If you don't have a local photography store that carries any of it, it's easy to find tons of this stuff online. You could start by looking at Freestyle (click the left-side banner above, the one that rotates with LensBabies). They're an awesome company to do business with. B&H, Adorama - any of them, really. 

Try locally first, since it's nice to be able to look at what you're getting in advance, and you could go in with a list and get some help.  If you're confident using eBay, that's another source, though you have to pay close attention to the condition of used supplies. I got both my safelights and a mess of trays through eBay.


----------



## rabidzoomer (Feb 1, 2007)

For B&W the darkroom should consist of running water (68-72*F), Enlarger, Chemical Trays (3), tub or something large that holds water to bath the photos after chemicals, Squeegie, easle, dryer or blow dryer.

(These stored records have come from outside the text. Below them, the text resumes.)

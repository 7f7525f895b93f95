//! Locator strings and option lists for channelfs.
//!
//! A channel is addressed by a locator such as `File:///tmp/data`,
//! `Udp://localhost:5000` or `ServerTcp://5000 reuseAddr = 1`. This crate
//! splits locators into scheme, payload and options, parses
//! `reference = value` option lists and evaluates the symbolic flag
//! expressions used for access modes and permissions.
//!
//! # Example
//!
//! ```rust
//! use channelfs_locator::{evaluate_flags, Locator, Options};
//!
//! let locator = Locator::parse("Shm://frames:4096 perm = 0600").unwrap();
//! assert_eq!(locator.scheme(), "Shm");
//! assert_eq!(locator.options().get_number("perm").unwrap(), Some(0o600));
//!
//! let options = Options::parse("stream = Rand name = Integers").unwrap();
//! assert_eq!(options.get("STREAM"), Some("Rand"));
//!
//! let bits = evaluate_flags("1 | 2 & 2", |_| None).unwrap();
//! assert_eq!(bits, 2);
//! ```

mod error;
mod flags;
mod locator;
mod options;

pub use error::LocatorError;
pub use flags::{evaluate_flags, parse_number};
pub use locator::Locator;
pub use options::Options;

Chemistry: Dektol, water, fixer.


----------



## Majik Imaje (Feb 15, 2007)

eye am an expert!!  

want proof??
 ha ha ha ha ha.. oh is this gonna be phun!!!



Lets have some phun.. 

first question:  what color do you PAINT a darkroom?



WRONG!!! ha ha ha ha ! Yeah I Know you didn't answer!

there is onlyl ONE COLOR TO PAINT A DARKROOM


WHAT IS IT ???

 then I will show you who I am !!!  (nobody) ha  ha ha ha ha.!!


----------



## Majik Imaje (Feb 15, 2007)

I have a piece of round cardboard.. circle.. flat..

I divide it into thirds. I paint each third a color

red green blue

when I spin that.....

what color will I see..??

THAT IS THE COLOR YOU PAINT A DARKROOM.. NOTHING ELSE!


----------



## Majik Imaje (Feb 15, 2007)

I have built  16 darkrooms.. COLOR  darkrooms.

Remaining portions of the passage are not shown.